O Natal é sinónimo de união e amor. É tempo de partilha e de criação de memórias, uma época do ano em que as famílias se encontram para, juntas, viverem momentos inesquecíveis. A ementa já está pensada: bacalhau com batatas cozidas, e dos doces não podem faltar, desde o bolo rei até às rabanadas, o cheiro característico desta época está presente nas casas de todas as famílias.

Nesta edição, especialmente dedicada a esta época, o Jornal A VERDADE traz-lhe a história do casal Glória Soares e Afonso Magalhães, naturais da freguesia de Várzea, Aliviada e Folhada. Um casal que, em conjunto com os seus filhos e netas, vive um “Natal à moda antiga”, onde não falta o “pinheiro do monte e o musgo”.

Os idosos são pais de “duas raparigas e três rapazes”, estes últimos apresentam uma incapacidade cognitiva de 95%. “É algo genético, que só descobrimos quando eles já eram maiores.
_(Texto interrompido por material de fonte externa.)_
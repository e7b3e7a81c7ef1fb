//! Positive-definite linear algebra helpers
//!
//! Every inverse of a covariance-like matrix in the crate goes through
//! [`invpd`], which fails instead of returning a matrix full of NaNs when the
//! input is not numerically positive definite.
use nalgebra::{Cholesky, DMatrix, DVector, Dyn};

/// (A + Aᵀ) / 2
pub fn symmetrize(a: DMatrix<f64>) -> DMatrix<f64> {
    let at = a.transpose();
    (a + at) * 0.5
}

/// Cholesky factorization of the symmetric part of `a`
pub fn cholesky(a: &DMatrix<f64>) -> Option<Cholesky<f64, Dyn>> {
    if !a.is_square() || a.iter().any(|x| !x.is_finite()) {
        return None;
    }
    symmetrize(a.clone()).cholesky()
}

/// Inverse of a symmetric positive-definite matrix
///
/// # Example
///
/// ```
/// use nalgebra::DMatrix;
/// use dpmoe::misc::invpd;
///
/// let a = DMatrix::from_row_slice(2, 2, &[2.0, 0.5, 0.5, 1.0]);
/// let ainv = invpd(&a).unwrap();
/// let eye = &a * &ainv;
///
/// assert!((eye[(0, 0)] - 1.0).abs() < 1e-12);
/// assert!(eye[(0, 1)].abs() < 1e-12);
///
/// let b = DMatrix::from_row_slice(2, 2, &[1.0, 2.0, 2.0, 1.0]);
/// assert!(invpd(&b).is_none());
/// ```
pub fn invpd(a: &DMatrix<f64>) -> Option<DMatrix<f64>> {
    cholesky(a).map(|chol| symmetrize(chol.inverse()))
}

/// ln|A| from a Cholesky factorization of A
#[inline]
pub fn chol_ln_det(chol: &Cholesky<f64, Dyn>) -> f64 {
    2.0 * chol.l_dirty().diagonal().iter().map(|d| d.ln()).sum::<f64>()
}

/// Solve Lᵀx = b for a lower-triangular factor L with a positive diagonal
pub fn solve_lower_transpose(l: &DMatrix<f64>, b: &DVector<f64>) -> DVector<f64> {
    let n = b.len();
    let mut x = b.clone();
    for i in (0..n).rev() {
        let mut s = x[i];
        for j in (i + 1)..n {
            s -= l[(j, i)] * x[j];
        }
        x[i] = s / l[(i, i)];
    }
    x
}

/// Solve LᵀX = B column by column
pub fn solve_lower_transpose_mat(l: &DMatrix<f64>, b: &DMatrix<f64>) -> DMatrix<f64> {
    let mut x = DMatrix::zeros(b.nrows(), b.ncols());
    for j in 0..b.ncols() {
        let col = solve_lower_transpose(l, &b.column(j).clone_owned());
        x.set_column(j, &col);
    }
    x
}

/// xᵀ A x
#[inline]
pub fn quad_form(a: &DMatrix<f64>, x: &DVector<f64>) -> f64 {
    x.dot(&(a * x))
}

#[cfg(test)]
mod tests {
    use super::*;

    const TOL: f64 = 1E-10;

    fn spd() -> DMatrix<f64> {
        DMatrix::from_row_slice(
            3,
            3,
            &[4.0, 1.2, 0.4, 1.2, 3.0, -0.5, 0.4, -0.5, 2.0],
        )
    }

    #[test]
    fn invpd_is_an_inverse() {
        let a = spd();
        let ainv = invpd(&a).unwrap();
        let eye = &a * &ainv;
        for i in 0..3 {
            for j in 0..3 {
                let target = if i == j { 1.0 } else { 0.0 };
                assert::close(eye[(i, j)], target, TOL);
            }
        }
    }

    #[test]
    fn invpd_rejects_indefinite_and_nan() {
        let mut a = spd();
        a[(0, 0)] = -1.0;
        assert!(invpd(&a).is_none());

        let mut b = spd();
        b[(1, 2)] = f64::NAN;
        assert!(invpd(&b).is_none());

        assert!(invpd(&DMatrix::zeros(2, 3)).is_none());
    }

    #[test]
    fn ln_det_matches_determinant() {
        let a = spd();
        let chol = cholesky(&a).unwrap();
        assert::close(chol_ln_det(&chol), a.determinant().ln(), TOL);
    }

    #[test]
    fn lower_transpose_solve() {
        let chol = cholesky(&spd()).unwrap();
        let l = chol.l();
        let b = DVector::from_row_slice(&[1.0, -2.0, 0.5]);
        let x = solve_lower_transpose(&l, &b);
        let bb = l.transpose() * &x;
        for i in 0..3 {
            assert::close(bb[i], b[i], TOL);
        }
    }

    #[test]
    fn lower_transpose_solve_matrix() {
        let l = cholesky(&spd()).unwrap().l();
        let b = DMatrix::from_row_slice(3, 2, &[1.0, 0.0, -2.0, 1.0, 0.5, 3.0]);
        let x = solve_lower_transpose_mat(&l, &b);
        let bb = l.transpose() * x;
        for (u, v) in bb.iter().zip(b.iter()) {
            assert::close(*u, *v, TOL);
        }
    }
}
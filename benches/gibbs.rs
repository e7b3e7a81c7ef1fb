use criterion::BatchSize;
use criterion::Criterion;
use criterion::{criterion_group, criterion_main};
use dpmoe::prelude::*;
use nalgebra::{DMatrix, DVector};
use rand::SeedableRng;
use rand_xoshiro::Xoshiro256Plus;

fn mixture(k: usize, n: usize) -> MixtureOfLinearGaussians<StickBreaking> {
    let mut rng = Xoshiro256Plus::seed_from_u64(1337);
    let components = (0..k)
        .map(|_| {
            let basis = NormalWishart::new(
                DVector::zeros(1),
                1e-2,
                DMatrix::identity(1, 1),
                2.0,
            )
            .unwrap();
            let model = MatrixNormalWishart::new(
                DMatrix::zeros(1, 2),
                DMatrix::identity(2, 2) * 1e-3,
                DMatrix::identity(1, 1),
                2.0,
                true,
            )
            .unwrap();
            Component::new(basis, model, &mut rng)
        })
        .collect();
    let gating = StickBreaking::dirichlet_process(k, 10.0).unwrap();
    let mut mixture = Mixture::new(gating, components, &mut rng).unwrap();
    let inputs: Vec<DVector<f64>> = (0..n)
        .map(|i| DVector::from_element(1, -5.0 + 10.0 * i as f64 / n as f64))
        .collect();
    let targets: Vec<DVector<f64>> = inputs
        .iter()
        .map(|x| DVector::from_element(1, x[0].sin()))
        .collect();
    mixture
        .add_data(&targets, &inputs, true, None, None, &mut rng)
        .unwrap();
    mixture
}

fn bench_gibbs_sweep(c: &mut Criterion) {
    let mut group = c.benchmark_group("Gibbs sweep, 1000 points");
    for k in [5, 20, 50] {
        group.bench_function(format!("K = {}", k), |b| {
            b.iter_batched_ref(
                || (mixture(k, 1000), Xoshiro256Plus::seed_from_u64(7)),
                |(mixture, rng)| mixture.resample(1, rng).unwrap(),
                BatchSize::LargeInput,
            )
        });
    }
}

fn bench_meanfield_iteration(c: &mut Criterion) {
    let mut group = c.benchmark_group("Meanfield iteration, 1000 points");
    for k in [5, 20, 50] {
        group.bench_function(format!("K = {}", k), |b| {
            b.iter_batched_ref(
                || mixture(k, 1000),
                |mixture| mixture.meanfield_coordinate_descent(0.0, 1, false).unwrap(),
                BatchSize::LargeInput,
            )
        });
    }
}

criterion_group!(gibbs_benches, bench_gibbs_sweep, bench_meanfield_iteration);
criterion_main!(gibbs_benches);
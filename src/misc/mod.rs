//! Random utilities
mod func;
mod linalg;

pub use func::*;
pub use linalg::*;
Os médicos disseram-nos que o corpo cresceu, mas a memória ficou em criança. Andaram a ser seguidos no Maria Pia e depois descobriram que era algo genético, que apenas dava aos rapazes”, descrevem os pais.

Foto: Jornal A VERDADE

Devido a esta situação, o Natal deste casal é sempre vivido a pensar nos filhos. Vão, em conjunto, “buscar o pinheiro e o musgo ao monte, para fazerem o presépio. Gostam muito do Natal e nós fazemos um esforço para lhes dar o que eles mais precisam”.

E não faltam os presentes. São “de acordo com as possibilidades”, mas estes três homens “ficam contentes com qualquer coisa”. Na entrevista, Glória Soares estava sempre “de olho” nos seus três filhos. “Sou mãe e estou sempre preocupada com o bem estar deles, mesmo depois destes anos todos”, garante.

É um Natal com “muitas tradições”, algumas delas características desta família. “No dia 24, ao almoço, comemos ‘batatas reladas’. Muita gente não sabe o que é, mas é algo que fazemos sempre. Cozemos as batatas com pele, porque ficam mais amarelinhas e com mais paladar. Relamos as batatas com um pão e depois passamos na varinha. A minha neta não costuma vir comer a casa ao almoço, mas nesse dia não falha. Gosta muito deste prato”, garante Afonso Magalhães.

Foto: Jornal A VERDADE

Os doces, depois do habitual jantar com batatas cozidas, bacalhau e tronchuda, não faltam em casa de Glória e Afonso. “Temos bolo rei, pão de ló e rabanadas, ou a sopa seca, como se chama. São feitas à moda antiga, no forno”, explica o casal. Após o jantar, segue-se a tradicional troca de prendas, com “um miminho” para cada um deles.

Um Natal vivido na sua essência, em “família e união”, com este casal a garantir, apesar de todas as adversidades da vida, que o mais importante é “estarmos todos juntos, o resto lá se faz. A família é o melhor que temos e a nossa é única. O nosso Natal é feliz, apesar de todas as provações que tivemos ao longo da nossa vida, somos felizes e fazemos de tudo para fazer os nossos felizes”.